## What you have to do
Which lines in the data below contain the word "self"? Copy each of them.

## Information
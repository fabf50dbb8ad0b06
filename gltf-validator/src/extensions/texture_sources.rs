//! Alternate texture sources: KHR_texture_basisu and EXT_texture_webp

use super::{ExtensionHandler, ExtensionObject, ExtensionPayload, ReadOutput, RefTarget};
use crate::document::Collection;
use crate::entities::Context;
use crate::entities::texture::check_image_mime_type;
use crate::issue::IssueSink;
use crate::reader::{ObjectKind, ObjectReader};

/// A texture extension that points at an image of one specific type
pub struct TextureSource {
    name: &'static str,
    mime_type: &'static str,
    incomplete: bool,
}

impl TextureSource {
    pub const BASISU: TextureSource = TextureSource {
        name: "KHR_texture_basisu",
        mime_type: "image/ktx2",
        incomplete: true,
    };

    pub const WEBP: TextureSource = TextureSource {
        name: "EXT_texture_webp",
        mime_type: "image/webp",
        incomplete: false,
    };
}

impl ExtensionHandler for TextureSource {
    fn name(&self) -> &'static str {
        self.name
    }

    fn contexts(&self) -> &'static [ObjectKind] {
        &[ObjectKind::Texture]
    }

    fn read(&self, r: &mut ObjectReader<'_, '_, '_>, out: &mut ReadOutput) -> ExtensionPayload {
        let source = r.required_index("source");
        if let Some(index) = source {
            out.reference(r.property_pointer("source"), RefTarget::Core(Collection::Images), index);
        }
        ExtensionPayload::TextureSource(source)
    }

    fn validate(&self, object: &ExtensionObject, cx: &Context<'_>, sink: &mut IssueSink<'_>) {
        let ExtensionPayload::TextureSource(Some(source)) = object.payload else {
            return;
        };
        if let Some(image) = source.get(cx.doc.images.len()) {
            check_image_mime_type(
                cx,
                image,
                &[self.mime_type],
                format!("{}/source", object.pointer),
                sink,
            );
        }
    }

    fn incomplete(&self) -> bool {
        self.incomplete
    }
}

## Solution to this problem
    fn name(&self) -> &'static str {
        self.name
    fn contexts(&self) -> &'static [ObjectKind] {
    fn read(&self, r: &mut ObjectReader<'_, '_, '_>, out: &mut ReadOutput) -> ExtensionPayload {
    fn validate(&self, object: &ExtensionObject, cx: &Context<'_>, sink: &mut IssueSink<'_>) {
                &[self.mime_type],
    fn incomplete(&self) -> bool {
        self.incomplete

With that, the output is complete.